TRAKYA’DA SOLO TRAVEL
Trakya bölgesi, Solo Traveler’ların sıkça tercih ettiği doğa kampları ve doğa sporları turizmi için de oldukça elverişli bir bölge olarak dikkat çekmektedir. Edirne, Tekirdağ, Kırklareli ile İstanbul ve Çanakkale’nin bir bölümünü kapsayan Trakya’nın hemen birçok noktasında trekking, yamaç paraşütü, çadır kampı, kano ya da sualtı dalışı yapılabilmekte. Ayrıca bölge, Edirne ağırlıklı olmak üzere son yıllarda Solo Traveler’ların ilgi alanına giren kültür, sanat ve gastronomi turizmi için de oldukça elverişlidir. Ayrıca Trakya bölgesi, üç denize kıyısı olmasının yanı sıra Istranca Dağları, Ganos Dağı, Longoz Ormanları, Saros Körfezi, doğal göller, nehirler, milli parklar ve kamp alanları dikkat çekmektedir.
EDİRNE’DE SOLO TRAVEL
Edirne, coğrafi açıdan oldukça önemli bir konumda. Ortalama 2-2,5 saatlik bir süre zarfında Ege, ve Marmara denizleri ile Karadeniz’e ulaşabilmeniz mümkün. Ayrıca iki Avrupa ülkesine sınır konumunda bulunan Edirne’de Traklar’dan, Bizanslılardan ve Osmanlı’dan çok sayıda tarihi ve kültürel eser görebilir, son yıllarda sayısı artış gösteren müzeleri gezebilir, yıl içinde belirli aralıklarla organize edilen müzik festivallerine ve fuarlara katılabilirsiniz.
Edirne, doğa sporuyla uğraşanlar için de oldukça elverişli imkânlar sunmaktadır. Doğa yürüyüşü, bisiklet ve kano sporuna uygun alanların yer aldığı kentte bu spor dallarının gelişmesinde Edirne Doğa Sporları Kulübü Derneğinin etkisi büyüktür. Kent merkezindeki Meriç, Tunca ve Arda nehirlerinde 2012 yılından itibaren kano etkinlikleri düzenleyen dernek günümüzde halen Saros Körfezi’nin yanı sıra Trakya genelindeki deniz, göl ve akarsularda kano faaliyetlerine devam etmektedir. Edirne’nin Enez ve İpsala ilçeleri sınırında yer alan Gala Gölü ve Milli Park Alanı her yıl göç mevsiminde yüzlerce kuşa ev sahipliği yapmaktadır.
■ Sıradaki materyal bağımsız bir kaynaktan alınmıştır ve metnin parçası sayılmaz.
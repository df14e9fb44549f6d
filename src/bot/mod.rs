/// Admin panel dialogue handlers
pub mod admin;
/// Subscription gate
pub mod gate;
/// Commands, request intake and reply correlation
pub mod handlers;
/// Dialogue state machine types
pub mod state;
Biyo-çeşitlilik açısından oldukça farklı deneyimler sunan Gala Gölü ve Milli Park Alanı doğa yürüyüşü, fotoğrafçılık ve kuş gözlemciliği tutkunları gibi özel ilgi turistleri için çekim noktasıdır. Geniş düzlüklere sahip ve birbirine yakın köylerin bulunduğu Edirne bisiklet sporu için de uygundur. Edirne’deki sürdürülebilir alternatif turizm faaliyetlerine örnek gösterilebilecek ve bisiklet turizminin gelişmesine katkısı olacak önemli projelerden biri de “Sultanlar Yolu” projesidir. 2009 yılında tasarlanan, Hollanda’dan başlayan ve Kanuni Sultan Süleyman’ın 1. ve 2. Viyana seferleri sırasında izlenen güzergâh üzerinde yer alan “Sultanlar Yolu”, Avrupalı bisikletlilere farklı bir deneyim sunmaktadır.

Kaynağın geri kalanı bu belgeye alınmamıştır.